TO DO: Pull every line containing the word "EmptyName" from the records.

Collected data

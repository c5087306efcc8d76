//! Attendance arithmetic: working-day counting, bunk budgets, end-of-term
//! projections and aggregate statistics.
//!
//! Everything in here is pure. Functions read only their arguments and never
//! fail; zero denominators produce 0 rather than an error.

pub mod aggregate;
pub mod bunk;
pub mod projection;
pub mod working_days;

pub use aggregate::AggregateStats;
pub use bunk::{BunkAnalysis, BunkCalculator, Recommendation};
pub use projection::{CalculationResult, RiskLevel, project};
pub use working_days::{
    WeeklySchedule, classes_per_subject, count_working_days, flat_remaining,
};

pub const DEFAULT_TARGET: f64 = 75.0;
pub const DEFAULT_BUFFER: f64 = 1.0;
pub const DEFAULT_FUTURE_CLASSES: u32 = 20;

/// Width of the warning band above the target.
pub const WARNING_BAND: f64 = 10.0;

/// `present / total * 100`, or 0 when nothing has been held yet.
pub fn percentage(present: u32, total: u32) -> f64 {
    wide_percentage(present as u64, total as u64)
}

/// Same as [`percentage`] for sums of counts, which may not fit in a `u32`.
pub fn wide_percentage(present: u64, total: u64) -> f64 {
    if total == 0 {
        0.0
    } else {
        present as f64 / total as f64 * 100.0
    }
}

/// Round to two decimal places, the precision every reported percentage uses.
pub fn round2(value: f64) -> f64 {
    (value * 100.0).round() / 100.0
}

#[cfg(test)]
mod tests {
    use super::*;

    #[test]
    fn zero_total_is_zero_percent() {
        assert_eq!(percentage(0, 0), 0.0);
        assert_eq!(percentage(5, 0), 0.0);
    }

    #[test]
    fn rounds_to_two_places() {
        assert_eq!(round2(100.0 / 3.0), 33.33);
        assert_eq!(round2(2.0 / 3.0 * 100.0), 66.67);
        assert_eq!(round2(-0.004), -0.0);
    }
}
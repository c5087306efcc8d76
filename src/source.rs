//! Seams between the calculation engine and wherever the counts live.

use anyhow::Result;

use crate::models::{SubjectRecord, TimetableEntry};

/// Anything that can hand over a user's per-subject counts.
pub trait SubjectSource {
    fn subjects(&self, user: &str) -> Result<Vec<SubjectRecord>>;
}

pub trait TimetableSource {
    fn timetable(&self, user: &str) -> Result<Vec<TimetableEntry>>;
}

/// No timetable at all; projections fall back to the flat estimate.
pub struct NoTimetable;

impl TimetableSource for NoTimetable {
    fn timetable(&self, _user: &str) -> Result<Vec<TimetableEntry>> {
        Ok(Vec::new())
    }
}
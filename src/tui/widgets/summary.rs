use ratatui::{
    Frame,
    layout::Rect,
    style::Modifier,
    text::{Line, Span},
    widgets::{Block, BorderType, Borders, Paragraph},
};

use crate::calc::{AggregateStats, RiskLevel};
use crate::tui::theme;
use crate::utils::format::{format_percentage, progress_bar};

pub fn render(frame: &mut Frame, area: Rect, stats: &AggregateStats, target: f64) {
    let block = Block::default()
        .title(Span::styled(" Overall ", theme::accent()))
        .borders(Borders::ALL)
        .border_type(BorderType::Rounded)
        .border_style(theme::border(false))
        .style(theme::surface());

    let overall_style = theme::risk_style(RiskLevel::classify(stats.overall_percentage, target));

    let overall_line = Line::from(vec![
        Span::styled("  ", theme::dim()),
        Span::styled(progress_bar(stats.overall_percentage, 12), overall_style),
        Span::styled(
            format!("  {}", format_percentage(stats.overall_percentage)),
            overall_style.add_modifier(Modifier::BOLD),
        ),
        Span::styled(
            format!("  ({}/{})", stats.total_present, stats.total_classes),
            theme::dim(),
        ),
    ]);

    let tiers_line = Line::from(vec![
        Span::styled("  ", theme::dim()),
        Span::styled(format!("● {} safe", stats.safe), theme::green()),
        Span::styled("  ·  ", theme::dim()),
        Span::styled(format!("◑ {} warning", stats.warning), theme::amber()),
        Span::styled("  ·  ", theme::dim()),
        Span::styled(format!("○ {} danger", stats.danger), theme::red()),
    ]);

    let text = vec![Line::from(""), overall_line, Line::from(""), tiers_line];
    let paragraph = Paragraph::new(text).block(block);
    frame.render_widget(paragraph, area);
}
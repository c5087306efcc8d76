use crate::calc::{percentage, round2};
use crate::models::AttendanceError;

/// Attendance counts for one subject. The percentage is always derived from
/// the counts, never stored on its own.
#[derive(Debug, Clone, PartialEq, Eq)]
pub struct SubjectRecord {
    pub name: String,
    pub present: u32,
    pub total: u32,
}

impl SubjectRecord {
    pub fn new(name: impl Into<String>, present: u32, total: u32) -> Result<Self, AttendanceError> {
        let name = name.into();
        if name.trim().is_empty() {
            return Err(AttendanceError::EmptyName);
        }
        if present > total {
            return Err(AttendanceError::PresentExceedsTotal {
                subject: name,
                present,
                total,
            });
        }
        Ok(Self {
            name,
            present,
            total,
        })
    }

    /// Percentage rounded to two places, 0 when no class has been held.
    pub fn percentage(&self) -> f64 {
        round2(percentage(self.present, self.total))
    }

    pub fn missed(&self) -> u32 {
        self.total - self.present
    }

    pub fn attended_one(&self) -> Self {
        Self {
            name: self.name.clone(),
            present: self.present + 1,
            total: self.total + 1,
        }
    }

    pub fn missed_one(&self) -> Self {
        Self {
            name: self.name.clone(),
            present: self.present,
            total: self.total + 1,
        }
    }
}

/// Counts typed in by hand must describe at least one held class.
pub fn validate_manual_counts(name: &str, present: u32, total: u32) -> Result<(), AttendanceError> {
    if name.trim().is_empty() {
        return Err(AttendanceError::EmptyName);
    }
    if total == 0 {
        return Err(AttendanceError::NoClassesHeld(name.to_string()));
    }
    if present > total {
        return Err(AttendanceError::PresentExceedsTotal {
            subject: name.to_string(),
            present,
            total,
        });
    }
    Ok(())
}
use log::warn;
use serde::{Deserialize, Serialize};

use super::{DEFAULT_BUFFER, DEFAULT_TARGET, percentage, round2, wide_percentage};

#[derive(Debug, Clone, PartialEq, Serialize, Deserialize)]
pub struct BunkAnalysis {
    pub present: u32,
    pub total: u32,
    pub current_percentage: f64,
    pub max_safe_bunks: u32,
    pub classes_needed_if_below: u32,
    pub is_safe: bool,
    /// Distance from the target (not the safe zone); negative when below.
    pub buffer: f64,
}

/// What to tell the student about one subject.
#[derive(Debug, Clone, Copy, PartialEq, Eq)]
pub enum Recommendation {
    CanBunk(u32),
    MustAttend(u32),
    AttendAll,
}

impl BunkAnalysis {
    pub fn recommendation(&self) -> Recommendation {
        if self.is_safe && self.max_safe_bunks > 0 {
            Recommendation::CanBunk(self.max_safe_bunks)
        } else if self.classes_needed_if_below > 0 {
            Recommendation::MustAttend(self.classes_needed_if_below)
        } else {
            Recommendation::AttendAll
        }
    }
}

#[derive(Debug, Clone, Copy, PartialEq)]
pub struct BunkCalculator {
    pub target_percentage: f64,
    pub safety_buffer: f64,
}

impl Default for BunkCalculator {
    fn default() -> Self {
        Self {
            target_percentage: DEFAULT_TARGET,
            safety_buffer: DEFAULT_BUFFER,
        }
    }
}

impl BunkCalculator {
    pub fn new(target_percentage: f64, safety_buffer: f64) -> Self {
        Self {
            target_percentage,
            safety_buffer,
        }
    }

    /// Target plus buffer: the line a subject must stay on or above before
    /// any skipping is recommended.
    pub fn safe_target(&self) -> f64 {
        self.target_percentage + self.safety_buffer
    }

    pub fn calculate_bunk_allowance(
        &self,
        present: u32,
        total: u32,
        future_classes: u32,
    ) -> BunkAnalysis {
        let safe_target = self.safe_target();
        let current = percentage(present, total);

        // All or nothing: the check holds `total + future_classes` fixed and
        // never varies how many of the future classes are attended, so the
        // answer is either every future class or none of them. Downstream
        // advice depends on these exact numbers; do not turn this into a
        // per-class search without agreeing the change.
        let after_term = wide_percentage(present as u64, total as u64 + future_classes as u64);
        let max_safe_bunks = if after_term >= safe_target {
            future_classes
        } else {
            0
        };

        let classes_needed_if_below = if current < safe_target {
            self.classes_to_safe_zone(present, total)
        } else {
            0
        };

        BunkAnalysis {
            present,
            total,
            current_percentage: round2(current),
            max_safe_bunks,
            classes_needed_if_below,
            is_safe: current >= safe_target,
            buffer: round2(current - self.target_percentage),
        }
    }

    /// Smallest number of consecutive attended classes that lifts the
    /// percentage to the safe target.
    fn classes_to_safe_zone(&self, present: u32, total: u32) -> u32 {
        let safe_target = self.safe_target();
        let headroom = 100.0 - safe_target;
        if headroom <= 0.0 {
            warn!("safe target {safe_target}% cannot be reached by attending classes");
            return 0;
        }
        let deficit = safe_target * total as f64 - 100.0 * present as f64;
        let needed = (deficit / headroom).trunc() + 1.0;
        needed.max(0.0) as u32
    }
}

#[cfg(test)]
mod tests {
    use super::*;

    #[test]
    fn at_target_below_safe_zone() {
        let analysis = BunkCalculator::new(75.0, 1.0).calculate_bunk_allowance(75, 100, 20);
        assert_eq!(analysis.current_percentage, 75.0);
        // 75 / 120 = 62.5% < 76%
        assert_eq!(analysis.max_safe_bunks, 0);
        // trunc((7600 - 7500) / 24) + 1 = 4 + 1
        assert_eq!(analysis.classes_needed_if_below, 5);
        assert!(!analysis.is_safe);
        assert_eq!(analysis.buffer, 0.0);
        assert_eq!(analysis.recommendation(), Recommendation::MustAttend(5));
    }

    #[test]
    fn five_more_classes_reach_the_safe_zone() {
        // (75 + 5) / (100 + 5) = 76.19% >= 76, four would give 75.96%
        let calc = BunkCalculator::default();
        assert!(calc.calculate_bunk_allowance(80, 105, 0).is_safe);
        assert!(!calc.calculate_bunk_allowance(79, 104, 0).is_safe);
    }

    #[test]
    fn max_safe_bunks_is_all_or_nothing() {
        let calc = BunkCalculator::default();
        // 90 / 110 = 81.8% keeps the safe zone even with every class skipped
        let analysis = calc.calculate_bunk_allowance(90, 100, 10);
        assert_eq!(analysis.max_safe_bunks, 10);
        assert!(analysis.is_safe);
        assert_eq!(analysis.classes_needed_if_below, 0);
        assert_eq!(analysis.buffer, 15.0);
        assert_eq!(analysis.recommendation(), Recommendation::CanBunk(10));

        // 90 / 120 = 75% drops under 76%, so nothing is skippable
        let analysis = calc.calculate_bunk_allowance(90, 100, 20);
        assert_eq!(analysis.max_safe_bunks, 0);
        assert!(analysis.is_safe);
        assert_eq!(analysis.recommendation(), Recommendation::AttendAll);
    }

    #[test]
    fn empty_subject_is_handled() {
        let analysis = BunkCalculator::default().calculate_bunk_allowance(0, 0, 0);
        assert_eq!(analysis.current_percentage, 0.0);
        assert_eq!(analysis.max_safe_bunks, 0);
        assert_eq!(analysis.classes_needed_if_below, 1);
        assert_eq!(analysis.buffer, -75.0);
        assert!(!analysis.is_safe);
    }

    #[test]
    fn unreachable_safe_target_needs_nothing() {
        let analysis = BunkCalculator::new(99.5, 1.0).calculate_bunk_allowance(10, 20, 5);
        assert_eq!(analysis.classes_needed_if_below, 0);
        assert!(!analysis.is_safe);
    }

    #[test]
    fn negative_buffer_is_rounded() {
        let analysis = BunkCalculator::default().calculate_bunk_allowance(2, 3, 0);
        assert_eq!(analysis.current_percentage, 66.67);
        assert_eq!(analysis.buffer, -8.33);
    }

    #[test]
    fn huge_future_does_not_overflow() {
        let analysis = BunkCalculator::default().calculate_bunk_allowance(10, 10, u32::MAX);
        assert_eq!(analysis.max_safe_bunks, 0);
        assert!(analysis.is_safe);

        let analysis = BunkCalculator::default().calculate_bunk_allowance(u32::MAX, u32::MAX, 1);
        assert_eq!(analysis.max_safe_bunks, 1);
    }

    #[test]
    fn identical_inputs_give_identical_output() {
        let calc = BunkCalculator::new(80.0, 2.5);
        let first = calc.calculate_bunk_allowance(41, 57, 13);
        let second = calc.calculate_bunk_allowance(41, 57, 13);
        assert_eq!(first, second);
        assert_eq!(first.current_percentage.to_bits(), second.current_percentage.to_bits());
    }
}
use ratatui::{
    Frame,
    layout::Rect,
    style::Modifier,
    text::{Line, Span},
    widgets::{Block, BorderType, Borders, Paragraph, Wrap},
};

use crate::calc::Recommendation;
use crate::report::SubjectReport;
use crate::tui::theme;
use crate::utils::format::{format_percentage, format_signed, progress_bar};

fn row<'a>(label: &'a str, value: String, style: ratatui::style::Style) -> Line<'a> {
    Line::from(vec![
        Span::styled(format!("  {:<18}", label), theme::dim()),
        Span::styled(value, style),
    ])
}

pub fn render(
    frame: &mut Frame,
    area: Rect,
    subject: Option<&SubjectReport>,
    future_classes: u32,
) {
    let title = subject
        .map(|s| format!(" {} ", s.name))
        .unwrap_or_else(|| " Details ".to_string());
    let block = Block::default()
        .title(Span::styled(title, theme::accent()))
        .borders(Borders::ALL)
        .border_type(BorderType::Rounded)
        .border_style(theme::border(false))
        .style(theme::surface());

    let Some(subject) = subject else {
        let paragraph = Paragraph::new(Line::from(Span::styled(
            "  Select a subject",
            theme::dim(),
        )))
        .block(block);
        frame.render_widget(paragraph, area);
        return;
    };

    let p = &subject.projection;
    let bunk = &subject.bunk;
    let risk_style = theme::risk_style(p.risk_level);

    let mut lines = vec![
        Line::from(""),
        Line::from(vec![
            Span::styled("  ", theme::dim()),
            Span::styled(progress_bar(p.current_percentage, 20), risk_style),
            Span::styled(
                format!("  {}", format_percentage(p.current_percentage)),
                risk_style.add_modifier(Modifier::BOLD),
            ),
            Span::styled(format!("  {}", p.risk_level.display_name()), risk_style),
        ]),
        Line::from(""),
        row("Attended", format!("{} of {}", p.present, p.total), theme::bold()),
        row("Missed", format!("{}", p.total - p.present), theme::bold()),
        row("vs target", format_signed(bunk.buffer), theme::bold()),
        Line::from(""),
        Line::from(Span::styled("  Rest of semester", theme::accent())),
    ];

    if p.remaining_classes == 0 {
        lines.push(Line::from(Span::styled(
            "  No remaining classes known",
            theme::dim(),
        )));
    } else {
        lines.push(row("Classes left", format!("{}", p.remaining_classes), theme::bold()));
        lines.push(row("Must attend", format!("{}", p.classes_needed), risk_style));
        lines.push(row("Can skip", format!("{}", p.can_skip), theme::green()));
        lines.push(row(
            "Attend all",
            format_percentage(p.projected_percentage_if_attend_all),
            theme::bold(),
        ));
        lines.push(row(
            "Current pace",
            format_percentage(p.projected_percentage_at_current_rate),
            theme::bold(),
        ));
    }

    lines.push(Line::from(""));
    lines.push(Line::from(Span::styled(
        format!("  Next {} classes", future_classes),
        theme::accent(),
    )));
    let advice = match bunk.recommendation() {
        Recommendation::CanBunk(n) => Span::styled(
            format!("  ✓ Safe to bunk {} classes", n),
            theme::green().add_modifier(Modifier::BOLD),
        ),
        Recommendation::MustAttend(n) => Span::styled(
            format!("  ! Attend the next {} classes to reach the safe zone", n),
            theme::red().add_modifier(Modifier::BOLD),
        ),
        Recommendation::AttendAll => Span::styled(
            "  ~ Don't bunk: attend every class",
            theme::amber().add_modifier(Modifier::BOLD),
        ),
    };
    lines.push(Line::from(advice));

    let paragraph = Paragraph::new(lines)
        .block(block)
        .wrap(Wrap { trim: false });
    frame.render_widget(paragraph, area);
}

RESULT FOR THIS EXERCISE:
            return Err(AttendanceError::EmptyName);
        return Err(AttendanceError::EmptyName);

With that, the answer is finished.